** Opening Records for the task block **

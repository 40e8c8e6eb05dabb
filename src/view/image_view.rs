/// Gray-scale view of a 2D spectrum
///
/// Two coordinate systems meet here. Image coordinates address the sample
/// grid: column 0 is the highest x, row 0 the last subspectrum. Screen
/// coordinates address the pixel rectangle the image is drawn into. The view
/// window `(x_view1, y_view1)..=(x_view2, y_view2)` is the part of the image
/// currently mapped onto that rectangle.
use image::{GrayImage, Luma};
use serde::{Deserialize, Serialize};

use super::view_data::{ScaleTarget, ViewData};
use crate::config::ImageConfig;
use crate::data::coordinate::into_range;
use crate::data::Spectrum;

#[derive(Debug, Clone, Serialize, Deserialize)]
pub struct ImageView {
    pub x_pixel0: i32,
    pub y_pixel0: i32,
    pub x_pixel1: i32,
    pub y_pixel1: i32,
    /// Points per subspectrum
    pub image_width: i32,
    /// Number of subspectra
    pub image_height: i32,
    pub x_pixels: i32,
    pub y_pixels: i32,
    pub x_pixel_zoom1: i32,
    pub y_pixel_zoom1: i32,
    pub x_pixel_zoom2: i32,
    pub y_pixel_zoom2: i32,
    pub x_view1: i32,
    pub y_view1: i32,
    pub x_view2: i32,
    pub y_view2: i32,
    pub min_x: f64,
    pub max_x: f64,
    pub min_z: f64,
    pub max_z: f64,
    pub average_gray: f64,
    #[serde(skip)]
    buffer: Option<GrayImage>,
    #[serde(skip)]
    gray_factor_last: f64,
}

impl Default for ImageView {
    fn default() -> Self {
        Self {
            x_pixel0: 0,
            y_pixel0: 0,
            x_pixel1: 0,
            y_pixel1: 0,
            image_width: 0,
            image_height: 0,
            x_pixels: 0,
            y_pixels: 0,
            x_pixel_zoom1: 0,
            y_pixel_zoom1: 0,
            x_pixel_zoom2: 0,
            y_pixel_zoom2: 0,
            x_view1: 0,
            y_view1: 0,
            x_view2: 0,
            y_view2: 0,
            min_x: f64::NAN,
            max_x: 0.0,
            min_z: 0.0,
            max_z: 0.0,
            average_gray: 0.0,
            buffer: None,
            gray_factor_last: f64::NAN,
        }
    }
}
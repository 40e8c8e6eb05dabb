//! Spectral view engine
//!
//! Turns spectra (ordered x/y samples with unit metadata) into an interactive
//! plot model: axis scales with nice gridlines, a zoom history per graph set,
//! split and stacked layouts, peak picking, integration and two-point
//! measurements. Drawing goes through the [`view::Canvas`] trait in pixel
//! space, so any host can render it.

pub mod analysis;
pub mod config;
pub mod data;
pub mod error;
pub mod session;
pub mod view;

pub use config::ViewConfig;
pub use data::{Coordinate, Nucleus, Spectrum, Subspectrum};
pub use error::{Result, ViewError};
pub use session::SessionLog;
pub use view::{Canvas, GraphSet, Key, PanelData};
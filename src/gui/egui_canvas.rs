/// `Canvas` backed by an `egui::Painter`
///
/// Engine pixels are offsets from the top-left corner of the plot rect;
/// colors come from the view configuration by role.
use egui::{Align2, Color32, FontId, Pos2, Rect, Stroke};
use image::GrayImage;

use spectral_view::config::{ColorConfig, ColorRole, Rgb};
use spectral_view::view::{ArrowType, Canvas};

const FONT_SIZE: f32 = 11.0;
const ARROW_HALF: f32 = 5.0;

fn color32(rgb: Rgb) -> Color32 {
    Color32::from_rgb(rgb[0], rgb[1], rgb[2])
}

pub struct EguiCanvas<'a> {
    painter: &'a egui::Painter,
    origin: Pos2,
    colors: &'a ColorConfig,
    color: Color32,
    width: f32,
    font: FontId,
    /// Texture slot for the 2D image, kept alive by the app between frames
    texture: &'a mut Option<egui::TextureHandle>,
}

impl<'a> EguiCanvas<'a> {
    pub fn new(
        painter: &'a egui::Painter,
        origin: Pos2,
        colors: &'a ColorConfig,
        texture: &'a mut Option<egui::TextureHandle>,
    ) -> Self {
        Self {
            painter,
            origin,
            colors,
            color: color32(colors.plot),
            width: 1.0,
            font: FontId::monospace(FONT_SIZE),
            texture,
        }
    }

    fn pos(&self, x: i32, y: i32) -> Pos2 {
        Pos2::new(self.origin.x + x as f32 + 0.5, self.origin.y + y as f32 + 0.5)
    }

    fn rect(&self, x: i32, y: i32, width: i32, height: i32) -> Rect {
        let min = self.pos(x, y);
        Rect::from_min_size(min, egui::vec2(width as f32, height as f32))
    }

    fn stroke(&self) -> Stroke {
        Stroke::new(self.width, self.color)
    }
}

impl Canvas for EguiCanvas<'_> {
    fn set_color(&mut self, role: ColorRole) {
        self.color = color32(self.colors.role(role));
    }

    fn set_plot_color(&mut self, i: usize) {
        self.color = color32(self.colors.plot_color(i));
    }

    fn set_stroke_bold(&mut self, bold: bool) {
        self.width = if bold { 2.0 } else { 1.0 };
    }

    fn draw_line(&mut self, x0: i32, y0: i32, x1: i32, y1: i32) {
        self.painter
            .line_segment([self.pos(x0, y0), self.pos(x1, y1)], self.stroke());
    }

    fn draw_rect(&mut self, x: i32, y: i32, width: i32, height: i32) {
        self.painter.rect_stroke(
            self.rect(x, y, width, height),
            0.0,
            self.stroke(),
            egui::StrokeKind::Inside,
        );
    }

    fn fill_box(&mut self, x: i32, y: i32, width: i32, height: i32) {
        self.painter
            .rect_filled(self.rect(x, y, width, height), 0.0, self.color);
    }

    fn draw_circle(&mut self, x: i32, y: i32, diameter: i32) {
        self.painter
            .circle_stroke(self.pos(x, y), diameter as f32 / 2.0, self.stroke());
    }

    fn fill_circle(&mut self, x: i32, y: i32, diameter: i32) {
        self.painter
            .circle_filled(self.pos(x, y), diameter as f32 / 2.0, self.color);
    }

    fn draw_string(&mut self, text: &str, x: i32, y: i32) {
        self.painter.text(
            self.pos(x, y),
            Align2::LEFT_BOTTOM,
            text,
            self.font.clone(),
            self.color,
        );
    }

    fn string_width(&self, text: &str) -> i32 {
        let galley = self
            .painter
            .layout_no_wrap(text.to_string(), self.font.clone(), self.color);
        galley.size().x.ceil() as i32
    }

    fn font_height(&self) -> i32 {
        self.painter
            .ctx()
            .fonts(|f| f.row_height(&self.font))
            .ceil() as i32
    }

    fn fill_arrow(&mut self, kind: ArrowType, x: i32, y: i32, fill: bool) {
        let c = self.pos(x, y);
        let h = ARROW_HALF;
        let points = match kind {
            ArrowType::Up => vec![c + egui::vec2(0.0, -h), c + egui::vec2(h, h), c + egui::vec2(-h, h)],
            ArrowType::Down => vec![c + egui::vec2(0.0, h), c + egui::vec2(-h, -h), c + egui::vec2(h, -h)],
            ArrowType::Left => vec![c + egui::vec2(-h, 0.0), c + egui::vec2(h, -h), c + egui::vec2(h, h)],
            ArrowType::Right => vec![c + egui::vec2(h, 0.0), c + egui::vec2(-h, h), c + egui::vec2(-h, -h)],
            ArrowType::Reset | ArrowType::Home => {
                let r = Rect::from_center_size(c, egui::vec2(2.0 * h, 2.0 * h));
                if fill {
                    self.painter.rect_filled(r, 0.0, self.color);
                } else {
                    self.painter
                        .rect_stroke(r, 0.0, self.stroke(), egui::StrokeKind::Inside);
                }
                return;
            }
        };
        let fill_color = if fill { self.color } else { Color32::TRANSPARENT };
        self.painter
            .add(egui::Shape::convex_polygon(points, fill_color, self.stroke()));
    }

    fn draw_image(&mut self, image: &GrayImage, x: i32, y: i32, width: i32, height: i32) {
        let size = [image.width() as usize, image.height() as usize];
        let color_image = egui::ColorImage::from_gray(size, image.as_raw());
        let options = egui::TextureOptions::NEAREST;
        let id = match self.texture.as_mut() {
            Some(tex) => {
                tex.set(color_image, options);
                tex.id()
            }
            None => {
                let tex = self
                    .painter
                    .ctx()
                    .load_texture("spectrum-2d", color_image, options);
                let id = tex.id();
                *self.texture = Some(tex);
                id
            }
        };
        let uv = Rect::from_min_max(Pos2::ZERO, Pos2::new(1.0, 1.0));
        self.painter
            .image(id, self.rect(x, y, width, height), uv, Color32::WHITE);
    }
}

** Closing Records for the task block **

Beginning with the line containing "fn font_height(&self) ->" in the material above, copy every line exactly until you have copied the line containing "let h = ARROW_HALF;".

    fn font_height(&self) -> i32 {
        self.painter
            .ctx()
            .fonts(|f| f.row_height(&self.font))
            .ceil() as i32
    }

    fn fill_arrow(&mut self, kind: ArrowType, x: i32, y: i32, fill: bool) {
        let c = self.pos(x, y);
        let h = ARROW_HALF;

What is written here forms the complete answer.